Algorithm Description

As illustrated in the figure for Monas, there are two types of keys: the Subfolder Key and the File Key. The Subfolder Key is used for encrypting metadata of folders, while the File Key is used for encrypting files.

Metadata:

Below is the metadata content. The child node's CID and key are included in the children.

metadata = Metadata(
            name=name,
            owner_id=owner_id,
            created_at=datetime.now(),
            children=[]
        )
  • name: The name of folder
  • owner_id: The creator
  • created_at: Date of creation
  • children: Information about descendant nodes

Creation of the Root Node:

In Monas, when a user signs up, metadata is created and encrypted by the algorithm and then stored on IPFS by calling the create_node function, which performs encrypting the metadata and determines whether it's a new creation or not.

def create_node(cls, name: str, owner_id: str, isDirectory: bool, ipfs_client: Client, parent: Optional['CryptreeNode'] = None, file_data: Optional[str] = None) -> 'CryptreeNode':
        # Generate Key
    if parent is None:
        kms_client = Kms()
        subfolder_key = kms_client.create_key(description=f'{owner_id}_{name}', key_usage="ENCRYPT_DECRYPT", customer_master_spec="SYMMETRIC_DEFAULT")
    else:
        subfolder_key = Fernet.generate_key().decode()
    file_key = Fernet.generate_key().decode() if not isDirectory else None

        # Create metadata
        metadata = Metadata(
            name=name,
            owner_id=owner_id,
            created_at=datetime.now(),
            children=[]
        )
    if parent is None:
        Tableland.insert_root_info(owner_id, cid, subfolder_key)

In addition, for new creations, the generated CID is designated as the Root id, and the key used for encryption is called the root key.
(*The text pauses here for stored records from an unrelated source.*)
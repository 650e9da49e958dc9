//! 인메모리 저장소.
//!
//! MongoDB 없이 수집기를 실행하거나 테스트할 때 사용합니다.
//! MongoDB 구현과 동일한 계약(유일성, `seq` 순서, 원자적 fetched 마킹)을 따릅니다.

use std::collections::{BTreeMap, HashMap};
use std::sync::Arc;

use async_trait::async_trait;
use chrono::Utc;
use stockfinder_core::{CollectorCheckpoint, TickerDescriptor, TickerRecord};
use tokio::sync::RwLock;

use super::{CheckpointStore, TickerQuery, TickerStore, UpsertSummary};
use crate::Result;

#[derive(Debug, Default)]
struct Inner {
    tickers: HashMap<(String, String), TickerRecord>,
    checkpoints: BTreeMap<String, CollectorCheckpoint>,
    next_seq: i64,
}

/// 인메모리 티커/체크포인트 저장소.
///
/// `Clone`은 같은 데이터를 공유합니다.
#[derive(Debug, Clone, Default)]
pub struct MemoryStore {
    inner: Arc<RwLock<Inner>>,
}

impl MemoryStore {
    pub fn new() -> Self {
        Self::default()
    }

    /// `seq` 순으로 정렬된 전체 레코드 (Fundamental 포함).
    pub async fn snapshot(&self) -> Vec<TickerRecord> {
        let inner = self.inner.read().await;
        let mut records: Vec<_> = inner.tickers.values().cloned().collect();
        records.sort_by_key(|r| r.seq);
        records
    }
}

#[async_trait]
impl TickerStore for MemoryStore {
    async fn upsert_tickers(&self, descriptors: &[TickerDescriptor]) -> Result<UpsertSummary> {
        let mut inner = self.inner.write().await;
        let now = Utc::now();
        let mut summary = UpsertSummary::default();

        for descriptor in descriptors {
            let key = (descriptor.code.clone(), descriptor.exchange.clone());
            if inner.tickers.contains_key(&key) {
                summary.existing += 1;
                continue;
            }
            inner.next_seq += 1;
            let seq = inner.next_seq;
            inner.tickers.insert(
                key,
                TickerRecord::from_descriptor(descriptor.clone(), seq, now),
            );
            summary.inserted += 1;
        }

        Ok(summary)
    }

    async fn is_empty(&self) -> Result<bool> {
        Ok(self.inner.read().await.tickers.is_empty())
    }

    async fn next_unfetched_batch(
        &self,
        limit: usize,
        after_seq: Option<i64>,
    ) -> Result<Vec<TickerRecord>> {
        let inner = self.inner.read().await;
        let mut batch: Vec<_> = inner
            .tickers
            .values()
            .filter(|r| !r.fundamentals_fetched)
            .filter(|r| after_seq.map_or(true, |after| r.seq > after))
            .map(TickerRecord::without_fundamentals)
            .collect();
        batch.sort_by_key(|r| r.seq);
        batch.truncate(limit);
        Ok(batch)
    }

    async fn mark_fetched(
        &self,
        code: &str,
        exchange: &str,
        fundamentals: serde_json::Value,
    ) -> Result<bool> {
        let mut inner = self.inner.write().await;
        let key = (code.to_string(), exchange.to_string());
        match inner.tickers.get_mut(&key) {
            Some(record) if !record.fundamentals_fetched => {
                let now = Utc::now();
                record.fundamentals = Some(fundamentals);
                record.fundamentals_fetched = true;
                record.fetched_at = Some(now);
                record.updated_at = now;
                Ok(true)
            }
            _ => Ok(false),
        }
    }

    async fn get_ticker(&self, code: &str, exchange: &str) -> Result<Option<TickerRecord>> {
        let inner = self.inner.read().await;
        Ok(inner
            .tickers
            .get(&(code.to_string(), exchange.to_string()))
            .cloned())
    }

    async fn list_tickers(&self, query: &TickerQuery) -> Result<Vec<TickerRecord>> {
        let inner = self.inner.read().await;
        let mut records: Vec<_> = inner
            .tickers
            .values()
            .filter(|r| query.matches(r))
            .map(TickerRecord::without_fundamentals)
            .collect();
        records.sort_by_key(|r| r.seq);
        Ok(records
            .into_iter()
            .skip(query.offset as usize)
            .take(query.limit as usize)
            .collect())
    }

    async fn count_tickers(&self, fetched: Option<bool>) -> Result<u64> {
        let inner = self.inner.read().await;
        let count = inner
            .tickers
            .values()
            .filter(|r| fetched.map_or(true, |f| r.fundamentals_fetched == f))
            .count();
        Ok(count as u64)
    }

    async fn ping(&self) -> Result<()> {
        Ok(())
    }
}

#[async_trait]
impl CheckpointStore for MemoryStore {
    async fn save_checkpoint(&self, checkpoint: &CollectorCheckpoint) -> Result<()> {
        let mut inner = self.inner.write().await;
        inner
            .checkpoints
            .insert(checkpoint.workflow.clone(), checkpoint.clone());
        Ok(())
    }

    async fn load_checkpoint(&self, workflow: &str) -> Result<Option<CollectorCheckpoint>> {
        Ok(self.inner.read().await.checkpoints.get(workflow).cloned())
    }

    async fn list_checkpoints(&self) -> Result<Vec<CollectorCheckpoint>> {
        Ok(self
            .inner
            .read()
            .await
            .checkpoints
            .values()
            .cloned()
            .collect())
    }
}

#[cfg(test)]
mod tests {
    use super::*;
    use serde_json::json;
    use stockfinder_core::{CheckpointStatus, FUNDAMENTAL_COLLECT_WORKFLOW};

    fn descriptors(codes: &[&str]) -> Vec<TickerDescriptor> {
        codes
            .iter()
            .map(|c| TickerDescriptor::new(*c, "US").with_country("USA"))
            .collect()
    }

    #[tokio::test]
    async fn test_upsert_is_idempotent() {
        let store = MemoryStore::new();
        assert!(store.is_empty().await.unwrap());

        let summary = store
            .upsert_tickers(&descriptors(&["AAPL", "MSFT"]))
            .await
            .unwrap();
        assert_eq!(summary.inserted, 2);
        assert_eq!(summary.existing, 0);

        let summary = store
            .upsert_tickers(&descriptors(&["MSFT", "GOOG"]))
            .await
            .unwrap();
        assert_eq!(summary.inserted, 1);
        assert_eq!(summary.existing, 1);

        assert_eq!(store.count_tickers(None).await.unwrap(), 3);
        assert!(!store.is_empty().await.unwrap());
    }

    #[tokio::test]
    async fn test_upsert_preserves_fetched_state() {
        let store = MemoryStore::new();
        store.upsert_tickers(&descriptors(&["AAPL"])).await.unwrap();
        assert!(store
            .mark_fetched("AAPL", "US", json!({"General": {}}))
            .await
            .unwrap());

        store.upsert_tickers(&descriptors(&["AAPL"])).await.unwrap();

        let record = store.get_ticker("AAPL", "US").await.unwrap().unwrap();
        assert!(record.fundamentals_fetched);
        assert!(record.fundamentals.is_some());
    }

    #[tokio::test]
    async fn test_batch_order_and_cursor() {
        let store = MemoryStore::new();
        store
            .upsert_tickers(&descriptors(&["A", "B", "C", "D"]))
            .await
            .unwrap();

        let batch = store.next_unfetched_batch(2, None).await.unwrap();
        let codes: Vec<_> = batch.iter().map(|r| r.code.as_str()).collect();
        assert_eq!(codes, ["A", "B"]);

        let after = batch.last().map(|r| r.seq);
        let batch = store.next_unfetched_batch(10, after).await.unwrap();
        let codes: Vec<_> = batch.iter().map(|r| r.code.as_str()).collect();
        assert_eq!(codes, ["C", "D"]);
    }

    #[tokio::test]
    async fn test_mark_fetched_removes_from_batch() {
        let store = MemoryStore::new();
        store
            .upsert_tickers(&descriptors(&["A", "B"]))
            .await
            .unwrap();

        assert!(store.mark_fetched("A", "US", json!({"x": 1})).await.unwrap());
        // 두 번째 마킹은 무시
        assert!(!store.mark_fetched("A", "US", json!({"x": 2})).await.unwrap());
        // 없는 티커
        assert!(!store.mark_fetched("Z", "US", json!({})).await.unwrap());

        let batch = store.next_unfetched_batch(10, None).await.unwrap();
        assert_eq!(batch.len(), 1);
        assert_eq!(batch[0].code, "B");

        let record = store.get_ticker("A", "US").await.unwrap().unwrap();
        assert_eq!(record.fundamentals, Some(json!({"x": 1})));
        assert!(record.fetched_at.is_some());

        assert_eq!(store.count_tickers(Some(true)).await.unwrap(), 1);
        assert_eq!(store.count_tickers(Some(false)).await.unwrap(), 1);
    }

    #[tokio::test]
    async fn test_list_tickers_paging_without_fundamentals() {
        let store = MemoryStore::new();
        store
            .upsert_tickers(&descriptors(&["A", "B", "C"]))
            .await
            .unwrap();
        store.mark_fetched("B", "US", json!({"x": 1})).await.unwrap();

        let page = store
            .list_tickers(&TickerQuery {
                limit: 2,
                offset: 1,
                ..Default::default()
            })
            .await
            .unwrap();
        let codes: Vec<_> = page.iter().map(|r| r.code.as_str()).collect();
        assert_eq!(codes, ["B", "C"]);
        assert!(page.iter().all(|r| r.fundamentals.is_none()));

        let fetched = store
            .list_tickers(&TickerQuery {
                fetched: Some(true),
                ..Default::default()
            })
            .await
            .unwrap();
        assert_eq!(fetched.len(), 1);
        assert_eq!(fetched[0].code, "B");
    }

    #[tokio::test]
    async fn test_checkpoint_overwrite() {
        let store = MemoryStore::new();
        assert!(store
            .load_checkpoint(FUNDAMENTAL_COLLECT_WORKFLOW)
            .await
            .unwrap()
            .is_none());

        let mut cp =
            CollectorCheckpoint::new(FUNDAMENTAL_COLLECT_WORKFLOW, CheckpointStatus::Running);
        store.save_checkpoint(&cp).await.unwrap();

        cp.status = CheckpointStatus::Idle;
        cp.total_processed = 42;
        store.save_checkpoint(&cp).await.unwrap();

        let loaded = store
            .load_checkpoint(FUNDAMENTAL_COLLECT_WORKFLOW)
            .await
            .unwrap()
            .unwrap();
        assert_eq!(loaded.status, CheckpointStatus::Idle);
        assert_eq!(loaded.total_processed, 42);
        assert_eq!(store.list_checkpoints().await.unwrap().len(), 1);
    }
}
This Root id becomes the root node, and by managing this root node and root key, a user can manage all nodes under the root node.

"root_node": {
                "metadata": root_node.metadata,
                "subfolder_key": root_node.subfolder_key,
                "root_id": root_node.cid,
            },

Adding a Folder:

The process is executed using the same function that was used for creating the root node.

For example, when a user initiates the process to create a folder under the root folder, the metadata is created, the required information is written into the metadata, it is encrypted with a new generated subfolder key, and then the encrypted metadata is stored on IPFS. Then, by using update_all_nodes function, the CID when stored on IPFS is written into the children of the parent node, in this case, the root node.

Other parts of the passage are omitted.